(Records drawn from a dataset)
________________________________________

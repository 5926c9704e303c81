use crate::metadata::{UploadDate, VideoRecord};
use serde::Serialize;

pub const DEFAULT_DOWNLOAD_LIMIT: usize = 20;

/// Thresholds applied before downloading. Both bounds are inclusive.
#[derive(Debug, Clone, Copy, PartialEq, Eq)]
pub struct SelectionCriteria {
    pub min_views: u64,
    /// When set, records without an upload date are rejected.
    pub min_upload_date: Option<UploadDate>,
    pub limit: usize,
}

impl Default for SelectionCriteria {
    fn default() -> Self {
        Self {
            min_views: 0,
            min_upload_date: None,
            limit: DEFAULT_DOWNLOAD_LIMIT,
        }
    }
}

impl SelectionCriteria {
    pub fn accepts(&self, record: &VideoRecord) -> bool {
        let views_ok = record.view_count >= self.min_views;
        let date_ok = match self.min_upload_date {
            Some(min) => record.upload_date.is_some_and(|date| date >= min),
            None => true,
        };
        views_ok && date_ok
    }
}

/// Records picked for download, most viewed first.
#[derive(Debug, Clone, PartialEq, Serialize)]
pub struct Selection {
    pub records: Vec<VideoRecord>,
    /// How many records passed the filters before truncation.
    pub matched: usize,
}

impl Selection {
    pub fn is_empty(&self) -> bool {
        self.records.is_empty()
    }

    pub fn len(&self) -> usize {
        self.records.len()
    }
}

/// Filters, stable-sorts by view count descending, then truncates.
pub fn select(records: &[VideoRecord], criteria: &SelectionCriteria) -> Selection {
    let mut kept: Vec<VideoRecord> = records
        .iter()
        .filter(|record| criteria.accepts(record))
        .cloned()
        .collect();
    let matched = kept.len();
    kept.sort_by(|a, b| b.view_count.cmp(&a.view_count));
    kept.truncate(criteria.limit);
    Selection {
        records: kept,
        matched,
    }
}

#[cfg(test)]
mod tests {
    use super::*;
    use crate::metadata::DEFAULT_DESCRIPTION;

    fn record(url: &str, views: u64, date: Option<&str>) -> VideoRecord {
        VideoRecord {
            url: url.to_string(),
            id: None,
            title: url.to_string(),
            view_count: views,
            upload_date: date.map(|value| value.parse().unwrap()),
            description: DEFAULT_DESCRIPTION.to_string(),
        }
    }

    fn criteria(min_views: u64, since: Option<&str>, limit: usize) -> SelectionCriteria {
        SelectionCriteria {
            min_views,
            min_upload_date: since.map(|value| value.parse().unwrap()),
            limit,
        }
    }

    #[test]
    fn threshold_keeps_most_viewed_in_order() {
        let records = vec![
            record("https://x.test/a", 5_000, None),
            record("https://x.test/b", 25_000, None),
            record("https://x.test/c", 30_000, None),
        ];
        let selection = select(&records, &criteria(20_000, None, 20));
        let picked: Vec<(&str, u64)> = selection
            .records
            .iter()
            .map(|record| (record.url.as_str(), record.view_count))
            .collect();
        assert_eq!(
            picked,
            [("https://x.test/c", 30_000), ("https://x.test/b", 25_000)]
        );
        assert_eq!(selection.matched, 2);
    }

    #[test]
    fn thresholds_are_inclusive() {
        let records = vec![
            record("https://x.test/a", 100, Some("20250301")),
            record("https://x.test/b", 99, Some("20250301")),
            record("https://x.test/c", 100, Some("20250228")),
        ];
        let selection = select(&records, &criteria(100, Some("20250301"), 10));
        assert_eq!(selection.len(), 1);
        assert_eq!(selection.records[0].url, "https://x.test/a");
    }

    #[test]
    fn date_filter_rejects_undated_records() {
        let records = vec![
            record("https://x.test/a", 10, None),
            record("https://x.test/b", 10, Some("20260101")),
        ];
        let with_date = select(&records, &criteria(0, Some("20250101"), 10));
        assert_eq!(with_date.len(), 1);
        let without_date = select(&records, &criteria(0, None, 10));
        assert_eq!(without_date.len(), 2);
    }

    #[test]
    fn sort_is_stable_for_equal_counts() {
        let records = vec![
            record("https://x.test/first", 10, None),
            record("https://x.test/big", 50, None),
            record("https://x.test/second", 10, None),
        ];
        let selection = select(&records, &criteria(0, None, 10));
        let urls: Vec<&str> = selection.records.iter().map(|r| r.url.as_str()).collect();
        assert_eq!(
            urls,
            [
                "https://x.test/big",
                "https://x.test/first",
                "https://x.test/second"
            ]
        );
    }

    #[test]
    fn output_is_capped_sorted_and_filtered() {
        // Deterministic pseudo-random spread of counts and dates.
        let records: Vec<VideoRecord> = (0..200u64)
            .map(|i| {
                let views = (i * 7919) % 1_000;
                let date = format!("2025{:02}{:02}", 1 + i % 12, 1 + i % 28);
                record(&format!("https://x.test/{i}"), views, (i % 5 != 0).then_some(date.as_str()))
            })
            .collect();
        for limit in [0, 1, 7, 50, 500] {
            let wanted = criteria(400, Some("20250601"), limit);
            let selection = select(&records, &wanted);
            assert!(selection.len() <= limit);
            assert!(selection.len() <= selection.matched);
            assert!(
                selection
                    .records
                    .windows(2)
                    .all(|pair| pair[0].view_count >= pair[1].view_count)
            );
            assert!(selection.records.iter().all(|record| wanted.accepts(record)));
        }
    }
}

________________________________________

* **WORK REQUEST**
The answer must restate all of the entries exactly.

* **EXPECTED ANSWER**
repository 5926c9704e303c81
use crate::metadata::{UploadDate, VideoRecord};
use serde::Serialize;

pub const DEFAULT_DOWNLOAD_LIMIT: usize = 20;

/// Thresholds applied before downloading. Both bounds are inclusive.
#[derive(Debug, Clone, Copy, PartialEq, Eq)]
pub struct SelectionCriteria {
    pub min_views: u64,
    /// When set, records without an upload date are rejected.
    pub min_upload_date: Option<UploadDate>,
    pub limit: usize,
}

impl Default for SelectionCriteria {
    fn default() -> Self {
        Self {
            min_views: 0,
            min_upload_date: None,
            limit: DEFAULT_DOWNLOAD_LIMIT,
        }
    }
}

impl SelectionCriteria {
    pub fn accepts(&self, record: &VideoRecord) -> bool {
        let views_ok = record.view_count >= self.min_views;
        let date_ok = match self.min_upload_date {
            Some(min) => record.upload_date.is_some_and(|date| date >= min),
            None => true,
        };
        views_ok && date_ok
    }
}

/// Records picked for download, most viewed first.
#[derive(Debug, Clone, PartialEq, Serialize)]
pub struct Selection {
    pub records: Vec<VideoRecord>,
    /// How many records passed the filters before truncation.
    pub matched: usize,
}

impl Selection {
    pub fn is_empty(&self) -> bool {
        self.records.is_empty()
    }

    pub fn len(&self) -> usize {
        self.records.len()
    }
}

/// Filters, stable-sorts by view count descending, then truncates.
pub fn select(records: &[VideoRecord], criteria: &SelectionCriteria) -> Selection {
    let mut kept: Vec<VideoRecord> = records
        .iter()
        .filter(|record| criteria.accepts(record))
        .cloned()
        .collect();
    let matched = kept.len();
    kept.sort_by(|a, b| b.view_count.cmp(&a.view_count));
    kept.truncate(criteria.limit);
    Selection {
        records: kept,
        matched,
    }
}

#[cfg(test)]
mod tests {
    use super::*;
    use crate::metadata::DEFAULT_DESCRIPTION;

    fn record(url: &str, views: u64, date: Option<&str>) -> VideoRecord {
        VideoRecord {
            url: url.to_string(),
            id: None,
            title: url.to_string(),
            view_count: views,
            upload_date: date.map(|value| value.parse().unwrap()),
            description: DEFAULT_DESCRIPTION.to_string(),
        }
    }

    fn criteria(min_views: u64, since: Option<&str>, limit: usize) -> SelectionCriteria {
        SelectionCriteria {
            min_views,
            min_upload_date: since.map(|value| value.parse().unwrap()),
            limit,
        }
    }

    #[test]
    fn threshold_keeps_most_viewed_in_order() {
        let records = vec![
            record("https://x.test/a", 5_000, None),
            record("https://x.test/b", 25_000, None),
            record("https://x.test/c", 30_000, None),
        ];
        let selection = select(&records, &criteria(20_000, None, 20));
        let picked: Vec<(&str, u64)> = selection
            .records
            .iter()
            .map(|record| (record.url.as_str(), record.view_count))
            .collect();
        assert_eq!(
            picked,
            [("https://x.test/c", 30_000), ("https://x.test/b", 25_000)]
        );
        assert_eq!(selection.matched, 2);
    }

    #[test]
    fn thresholds_are_inclusive() {
        let records = vec![
            record("https://x.test/a", 100, Some("20250301")),
            record("https://x.test/b", 99, Some("20250301")),
            record("https://x.test/c", 100, Some("20250228")),
        ];
        let selection = select(&records, &criteria(100, Some("20250301"), 10));
        assert_eq!(selection.len(), 1);
        assert_eq!(selection.records[0].url, "https://x.test/a");
    }

    #[test]
    fn date_filter_rejects_undated_records() {
        let records = vec![
            record("https://x.test/a", 10, None),
            record("https://x.test/b", 10, Some("20260101")),
        ];
        let with_date = select(&records, &criteria(0, Some("20250101"), 10));
        assert_eq!(with_date.len(), 1);
        let without_date = select(&records, &criteria(0, None, 10));
        assert_eq!(without_date.len(), 2);
    }

    #[test]
    fn sort_is_stable_for_equal_counts() {
        let records = vec![
            record("https://x.test/first", 10, None),
            record("https://x.test/big", 50, None),
            record("https://x.test/second", 10, None),
        ];
        let selection = select(&records, &criteria(0, None, 10));
        let urls: Vec<&str> = selection.records.iter().map(|r| r.url.as_str()).collect();
        assert_eq!(
            urls,
            [
                "https://x.test/big",
                "https://x.test/first",
                "https://x.test/second"
            ]
        );
    }

    #[test]
    fn output_is_capped_sorted_and_filtered() {
        // Deterministic pseudo-random spread of counts and dates.
        let records: Vec<VideoRecord> = (0..200u64)
            .map(|i| {
                let views = (i * 7919) % 1_000;
                let date = format!("2025{:02}{:02}", 1 + i % 12, 1 + i % 28);
                record(&format!("https://x.test/{i}"), views, (i % 5 != 0).then_some(date.as_str()))
            })
            .collect();
        for limit in [0, 1, 7, 50, 500] {
            let wanted = criteria(400, Some("20250601"), limit);
            let selection = select(&records, &wanted);
            assert!(selection.len() <= limit);
            assert!(selection.len() <= selection.matched);
            assert!(
                selection
                    .records
                    .windows(2)
                    .all(|pair| pair[0].view_count >= pair[1].view_count)
            );
            assert!(selection.records.iter().all(|record| wanted.accepts(record)));
        }
    }
}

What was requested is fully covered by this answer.